◆ Required work ◆
Repeat the listing below word for word, stopping after the line that contains "the offending entry".

BEGIN Listed entries

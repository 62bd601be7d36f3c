//! Known encryption schemes and keys
//!
//! A [`SchemeRegistry`] is built once and passed by reference into every
//! open call. It is never mutated afterwards, so one registry can be shared
//! between threads and archives.
//!
//! Registries load from JSON keyed by engine and then by game title:
//!
//! ```json
//! {
//!   "az": { "Title": { "index_key": 305419896, "isaac": true } },
//!   "catsystem": { "Title": "passphrase" },
//!   "cyberworks": { "Title": { "value1": 0, "value2": 255, "value3": 98,
//!                              "header_order": [0,1,2,3,4,5,6,7], "bell": false } },
//!   "jikkenshitsu": { "Title": "0123456789abcdef" }
//! }
//! ```

use serde::{Deserialize, Serialize};
use std::collections::BTreeMap;
use thiserror::Error;
use vnarc_crypto::CryptoError;
use vnarc_crypto::sj_transform::MAX_KEY_SIZE;

const BUILTIN_SCHEMES: &str = include_str!("../data/schemes.json");

/// Registry loading failures
#[derive(Debug, Error)]
pub enum SchemeError {
    /// Malformed JSON
    #[error("Invalid scheme JSON: {0}")]
    Json(#[from] serde_json::Error),

    /// A key entry failed validation
    #[error("Invalid key for '{title}': {source}")]
    InvalidKey {
        /// Game title of the offending entry
        title: String,
        /// Underlying key error
        source: CryptoError,
    },

    /// AImage header order is not a permutation of 0..8
    #[error("Invalid AImage header order for '{0}'")]
    InvalidHeaderOrder(String),
}

/// AZ System archive keys
#[derive(Debug, Clone, Copy, PartialEq, Eq, Serialize, Deserialize)]
pub struct AzScheme {
    /// XOR-rotate key of the header and index
    pub index_key: u32,
    /// Entry key; derived from `sysenv.tbl` when absent
    #[serde(default, skip_serializing_if = "Option::is_none")]
    pub content_key: Option<u32>,
    /// Entries use the ISAAC-64 keystream instead of XOR-rotate
    #[serde(default)]
    pub isaac: bool,
    /// Key of `.asb` scripts in plain archives
    #[serde(default, skip_serializing_if = "Option::is_none")]
    pub script_key: Option<u32>,
}

/// Cyberworks AImage parameters
#[derive(Debug, Clone, Copy, PartialEq, Eq, Serialize, Deserialize)]
pub struct AImageScheme {
    /// XOR mask of the color and alpha streams
    pub value1: u8,
    /// Alpha of freshly coded pixels
    pub value2: u8,
    /// Leading type byte of image entries
    pub value3: u8,
    /// Physical header slot of each logical field
    pub header_order: [u8; 8],
    /// TOC uses the inverted TinkerBell LZSS
    #[serde(default)]
    pub bell: bool,
}

impl AImageScheme {
    fn header_order_is_permutation(&self) -> bool {
        let mut seen = [false; 8];
        self.header_order.iter().all(|&slot| {
            let slot = usize::from(slot);
            slot < 8 && !std::mem::replace(&mut seen[slot], true)
        })
    }
}

#[derive(Debug, Default, Deserialize)]
#[serde(default)]
struct SchemeFile {
    az: BTreeMap<String, AzScheme>,
    catsystem: BTreeMap<String, String>,
    cyberworks: BTreeMap<String, AImageScheme>,
    jikkenshitsu: BTreeMap<String, String>,
}

/// Read-only table of per-title keys and schemes
#[derive(Debug, Clone, Default, PartialEq, Eq)]
pub struct SchemeRegistry {
    az: BTreeMap<String, AzScheme>,
    catsystem: BTreeMap<String, String>,
    cyberworks: BTreeMap<String, AImageScheme>,
    jikkenshitsu: BTreeMap<String, Vec<u8>>,
}

impl SchemeRegistry {
    /// Empty registry
    pub fn new() -> Self {
        Self::default()
    }

    /// Registry holding the compiled-in schemes
    pub fn builtin() -> Self {
        Self::from_json(BUILTIN_SCHEMES).unwrap_or_default()
    }

    /// Parse a registry from JSON
    pub fn from_json(json: &str) -> Result<Self, SchemeError> {
        let file: SchemeFile = serde_json::from_str(json)?;

        for (title, scheme) in &file.cyberworks {
            if !scheme.header_order_is_permutation() {
                return Err(SchemeError::InvalidHeaderOrder(title.clone()));
            }
        }

        let mut jikkenshitsu = BTreeMap::new();
        for (title, key) in file.jikkenshitsu {
            let bytes = hex::decode(key.trim()).map_err(|e| SchemeError::InvalidKey {
                title: title.clone(),
                source: e.into(),
            })?;
            if bytes.is_empty() {
                return Err(SchemeError::InvalidKey {
                    title,
                    source: CryptoError::EmptyKey,
                });
            }
            if bytes.len() > MAX_KEY_SIZE {
                return Err(SchemeError::InvalidKey {
                    title,
                    source: CryptoError::InvalidKeySize {
                        max: MAX_KEY_SIZE,
                        actual: bytes.len(),
                    },
                });
            }
            jikkenshitsu.insert(title, bytes);
        }

        Ok(Self {
            az: file.az,
            catsystem: file.catsystem,
            cyberworks: file.cyberworks,
            jikkenshitsu,
        })
    }

    /// Add an AZ scheme
    #[must_use]
    pub fn with_az(mut self, title: impl Into<String>, scheme: AzScheme) -> Self {
        self.az.insert(title.into(), scheme);
        self
    }

    /// Add a CatSystem2 INT passphrase
    #[must_use]
    pub fn with_catsystem(mut self, title: impl Into<String>, passphrase: impl Into<String>) -> Self {
        self.catsystem.insert(title.into(), passphrase.into());
        self
    }

    /// Add a Cyberworks AImage scheme
    #[must_use]
    pub fn with_cyberworks(mut self, title: impl Into<String>, scheme: AImageScheme) -> Self {
        self.cyberworks.insert(title.into(), scheme);
        self
    }

    /// Add a Studio Jikkenshitsu key
    #[must_use]
    pub fn with_sj_key(mut self, title: impl Into<String>, key: impl Into<Vec<u8>>) -> Self {
        self.jikkenshitsu.insert(title.into(), key.into());
        self
    }

    /// All AZ schemes in title order
    pub fn az_schemes(&self) -> impl Iterator<Item = (&str, &AzScheme)> {
        self.az.iter().map(|(title, scheme)| (title.as_str(), scheme))
    }

    /// AZ scheme of one title
    pub fn az_scheme(&self, title: &str) -> Option<&AzScheme> {
        self.az.get(title)
    }

    /// CatSystem2 passphrase of one title
    pub fn catsystem_passphrase(&self, title: &str) -> Option<&str> {
        self.catsystem.get(title).map(String::as_str)
    }

    /// Cyberworks scheme of one title
    pub fn cyberworks_scheme(&self, title: &str) -> Option<&AImageScheme> {
        self.cyberworks.get(title)
    }

    /// All Cyberworks schemes in title order
    pub fn cyberworks_schemes(&self) -> impl Iterator<Item = (&str, &AImageScheme)> {
        self.cyberworks
            .iter()
            .map(|(title, scheme)| (title.as_str(), scheme))
    }

    /// All Studio Jikkenshitsu keys in title order
    pub fn sj_keys(&self) -> impl Iterator<Item = (&str, &[u8])> {
        self.jikkenshitsu
            .iter()
            .map(|(title, key)| (title.as_str(), key.as_slice()))
    }
}

#[cfg(test)]
#[allow(clippy::expect_used, clippy::unwrap_used)]
mod tests {
    use super::*;
    use pretty_assertions::assert_eq;

    #[test]
    fn test_from_json() {
        let json = r#"{
            "az": {
                "B": { "index_key": 2, "isaac": true },
                "A": { "index_key": 1, "content_key": 7, "script_key": 9 }
            },
            "catsystem": { "Title": "pass" },
            "jikkenshitsu": { "SJ": "6a696b6b656e" }
        }"#;
        let registry = SchemeRegistry::from_json(json).unwrap();

        let titles: Vec<_> = registry.az_schemes().map(|(t, _)| t).collect();
        assert_eq!(titles, ["A", "B"]);
        assert_eq!(
            registry.az_scheme("A"),
            Some(&AzScheme {
                index_key: 1,
                content_key: Some(7),
                isaac: false,
                script_key: Some(9),
            })
        );
        assert!(registry.az_scheme("B").unwrap().isaac);
        assert_eq!(registry.catsystem_passphrase("Title"), Some("pass"));
        assert_eq!(registry.catsystem_passphrase("Other"), None);
        let keys: Vec<_> = registry.sj_keys().collect();
        assert_eq!(keys, [("SJ", &b"jikken"[..])]);
    }

    #[test]
    fn test_rejects_bad_keys() {
        assert!(matches!(
            SchemeRegistry::from_json(r#"{ "jikkenshitsu": { "x": "zz" } }"#),
            Err(SchemeError::InvalidKey { .. })
        ));
        assert!(matches!(
            SchemeRegistry::from_json(r#"{ "jikkenshitsu": { "x": "" } }"#),
            Err(SchemeError::InvalidKey {
                source: CryptoError::EmptyKey,
                ..
            })
        ));
        let long = format!(r#"{{ "jikkenshitsu": {{ "x": "{}" }} }}"#, "00".repeat(17));
        assert!(SchemeRegistry::from_json(&long).is_err());
        assert!(matches!(
            SchemeRegistry::from_json("{"),
            Err(SchemeError::Json(_))
        ));
    }

    #[test]
    fn test_rejects_bad_header_order() {
        let json = r#"{ "cyberworks": { "x": {
            "value1": 0, "value2": 0, "value3": 0,
            "header_order": [0, 0, 2, 3, 4, 5, 6, 7]
        } } }"#;
        assert!(matches!(
            SchemeRegistry::from_json(json),
            Err(SchemeError::InvalidHeaderOrder(_))
        ));
    }

    #[test]
    fn test_builtin_parses() {
        let registry = SchemeRegistry::builtin();
        assert!(registry.az_schemes().next().is_some());
        assert!(registry.cyberworks_scheme("Cyberworks default").is_some());
        assert_eq!(SchemeRegistry::from_json(BUILTIN_SCHEMES).unwrap(), registry);
    }

    #[test]
    fn test_builders() {
        let registry = SchemeRegistry::new()
            .with_catsystem("t", "p")
            .with_sj_key("s", vec![1, 2]);
        assert_eq!(registry.catsystem_passphrase("t"), Some("p"));
        assert_eq!(registry.sj_keys().count(), 1);
    }
}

END Listed entries

◆ Result ◆
repository 62bd601be7d36f3c
//! Known encryption schemes and keys
//!
//! A [`SchemeRegistry`] is built once and passed by reference into every
//! open call. It is never mutated afterwards, so one registry can be shared
//! between threads and archives.
//!
//! Registries load from JSON keyed by engine and then by game title:
//!
//! ```json
//! {
//!   "az": { "Title": { "index_key": 305419896, "isaac": true } },
//!   "catsystem": { "Title": "passphrase" },
//!   "cyberworks": { "Title": { "value1": 0, "value2": 255, "value3": 98,
//!                              "header_order": [0,1,2,3,4,5,6,7], "bell": false } },
//!   "jikkenshitsu": { "Title": "0123456789abcdef" }
//! }
//! ```

use serde::{Deserialize, Serialize};
use std::collections::BTreeMap;
use thiserror::Error;
use vnarc_crypto::CryptoError;
use vnarc_crypto::sj_transform::MAX_KEY_SIZE;

const BUILTIN_SCHEMES: &str = include_str!("../data/schemes.json");

/// Registry loading failures
#[derive(Debug, Error)]
pub enum SchemeError {
    /// Malformed JSON
    #[error("Invalid scheme JSON: {0}")]
    Json(#[from] serde_json::Error),

    /// A key entry failed validation
    #[error("Invalid key for '{title}': {source}")]
    InvalidKey {
        /// Game title of the offending entry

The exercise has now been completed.